Hier hat sie ihre blinden Flecken, weil sie keinerlei Übung in Selbstreflexion hat. Könnte sie sich selbst reflektieren, würde sie sehr schnell erkennen, dass ihr Verhalten die Kopie des Verhaltens ihrer Mutter ist.

Blinde Flecken blockieren das Verstehen unserer Psyche

Das Erkennen von blinden Flecken

Das Erkennen blinder Flecken kann bei der Persönlichkeitsentwicklung helfen. Die Entdeckung der eigenen blinden Flecken kann nämlich dafür sorgen, sich selbst immer besser kennen zu lernen. Denn wer versteht, warum er sich so verhält, wie er es nun mal tut, kann erst nach Erkennen der Hintergründe, dieses Verhalten verändern. Erkennen ist der erste und wichtigste Schritt zur Veränderung.

Ein Weg dahin ist die bereits erwähnte Selbstreflexion. Sie unterstützt dich dabei, deine blinden Flecken zu erkennen und zu verstehen. Das erleichtert die Veränderung.

Sich selbst besser kennen lernen, durch Selbstreflexion

Allein schon, weil du dich durch eine regelmäßige Selbstreflexion immer wieder auf Spurensuche begibst, wirst du irgendwann auch zwangsläufig über deine blinden Flecken stolpern.
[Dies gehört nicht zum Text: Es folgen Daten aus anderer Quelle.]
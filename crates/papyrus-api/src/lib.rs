//! # papyrus-api
//!
//! HTTP surface of the papyrus reading assistant: task status and control,
//! document analysis routes, queue status and health.

pub mod auth;
pub mod body;
pub mod error;
pub mod handlers;
pub mod request_id;

use std::path::PathBuf;
use std::sync::Arc;

use axum::{
    extract::DefaultBodyLimit,
    routing::{get, post, put},
    Json, Router,
};
use serde::Serialize;

use papyrus_core::defaults::{MAX_BODY_SIZE_BYTES, UPLOAD_DIR};
use papyrus_core::{GenerationProvider, Repositories};
use papyrus_jobs::{JobQueue, RedisConfig, StatusReconciler, TaskExecutor, TaskSubmitter};

pub use auth::CurrentUser;
pub use body::{ApiJson, OptionalJson};
pub use error::ApiError;
pub use request_id::MakeRequestUuidV7;

/// Application state shared across handlers.
#[derive(Clone)]
pub struct AppState {
    pub repos: Repositories,
    /// Creates tasks and routes them to the queue or runs them inline.
    pub submitter: Arc<TaskSubmitter>,
    /// Brings task records in line with the queue on read.
    pub reconciler: StatusReconciler,
    /// Builds generation backends for the synchronous QA and rewrite routes.
    pub provider: Arc<dyn GenerationProvider>,
    /// Root directory for uploaded documents, one subdirectory per user.
    pub upload_dir: PathBuf,
    pub max_upload_bytes: usize,
}

impl AppState {
    pub fn new(
        executor: Arc<TaskExecutor>,
        queue: Option<Arc<dyn JobQueue>>,
        redis_config: RedisConfig,
    ) -> Self {
        let repos = executor.repositories().clone();
        let provider = executor.provider().clone();
        Self {
            reconciler: StatusReconciler::new(repos.clone(), queue.clone()),
            submitter: Arc::new(TaskSubmitter::new(
                repos.clone(),
                executor,
                queue,
                redis_config,
            )),
            repos,
            provider,
            upload_dir: PathBuf::from(UPLOAD_DIR),
            max_upload_bytes: MAX_BODY_SIZE_BYTES,
        }
    }

    pub fn with_upload_dir(mut self, dir: impl Into<PathBuf>) -> Self {
        self.upload_dir = dir.into();
        self
    }

    pub fn with_max_upload_bytes(mut self, max: usize) -> Self {
        self.max_upload_bytes = max;
        self
    }
}

/// Success envelope: `{"success": true, "data": ...}`.
#[derive(Debug, Serialize)]
pub struct ApiResponse<T> {
    pub success: bool,
    pub data: T,
}

impl<T: Serialize> ApiResponse<T> {
    pub fn ok(data: T) -> Json<Self> {
        Json(Self {
            success: true,
            data,
        })
    }
}

/// Build the application router without the transport layers added in `main`.
pub fn router(state: AppState) -> Router {
    use handlers::{documents, files, system, tasks, users};

    // Multipart uploads are checked against the configured size in the handler.
    let upload_limit = DefaultBodyLimit::max(state.max_upload_bytes.saturating_add(64 * 1024));

    Router::new()
        .route("/health", get(system::health_check))
        .route("/api/v1/queue/status", get(system::queue_status))
        // Tasks
        .route("/api/v1/tasks", get(tasks::list_tasks))
        .route("/api/v1/tasks/:id", get(tasks::get_task))
        .route("/api/v1/tasks/:id/cancel", post(tasks::cancel_task))
        // User settings
        .route("/api/v1/users/me/settings", get(users::get_settings))
        .route(
            "/api/v1/users/me/api-key",
            put(users::update_api_key).delete(users::clear_api_key),
        )
        .route(
            "/api/v1/users/me/preferences",
            put(users::update_preferences),
        )
        // Documents
        .route(
            "/api/v1/documents",
            get(files::list_documents)
                .post(files::upload_document)
                .layer(upload_limit),
        )
        .route(
            "/api/v1/documents/:file_id/extract",
            post(documents::extract_document),
        )
        .route(
            "/api/v1/documents/:file_id/extraction",
            get(documents::get_extraction),
        )
        .route(
            "/api/v1/documents/:file_id/summarize",
            post(documents::summarize_document),
        )
        .route(
            "/api/v1/documents/:file_id/mindmap",
            post(documents::generate_mindmap),
        )
        .route(
            "/api/v1/documents/:file_id/qa",
            post(documents::question_answer),
        )
        .route(
            "/api/v1/documents/:file_id/rewrite",
            post(documents::rewrite_text),
        )
        .route(
            "/api/v1/documents/:file_id/content/:content_type",
            get(documents::get_content),
        )
        .with_state(state)
}
//! Request correlation IDs.

use tower_http::request_id::{MakeRequestId, RequestId};
use uuid::Uuid;

/// Generates time-ordered UUIDv7 request correlation IDs.
#[derive(Clone, Default)]
pub struct MakeRequestUuidV7;

impl MakeRequestId for MakeRequestUuidV7 {
    fn make_request_id<B>(&mut self, _request: &axum::http::Request<B>) -> Option<RequestId> {
        let id = Uuid::now_v7().to_string().parse().ok()?;
        Some(RequestId::new(id))
    }
}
Dich mit ihnen auseinander zu setzen ist dabei wirklich hilfreich.

Lies‘ hierzu gern auch meinen Beitrag zur Selbstreflexion, oder gib das Wort „Selbstreflexion“ im Suchfeld rechts oben ein, um dir all meine Beiträge zum Thema auflisten zu lassen, wenn du dich dem Thema von verschiedenen Seiten nähern willst.

Selbstreflexion stärkt im Übrigen auch dein Selbstwertgefühl. Du lernst dich selbst besser einzuschätzen und deine eigenen Handlungen und Reaktionsmuster zu verstehen. Sie ist ein wichtiger Schritt im Bereich der Persönlichkeitsentwicklung.

Warum blinde Flecken störend sein können

Blinde Flecken in deiner Psyche können dir in einigen Dingen dein Leben erschweren, wenn du sie nicht entdeckst. Ob sie nun zu einer Selbstunterschätzung deiner Selbst führen, oder unbearbeitet zu einem Verhalten, welches zu deinem Nachteil ist, ist hierbei egal.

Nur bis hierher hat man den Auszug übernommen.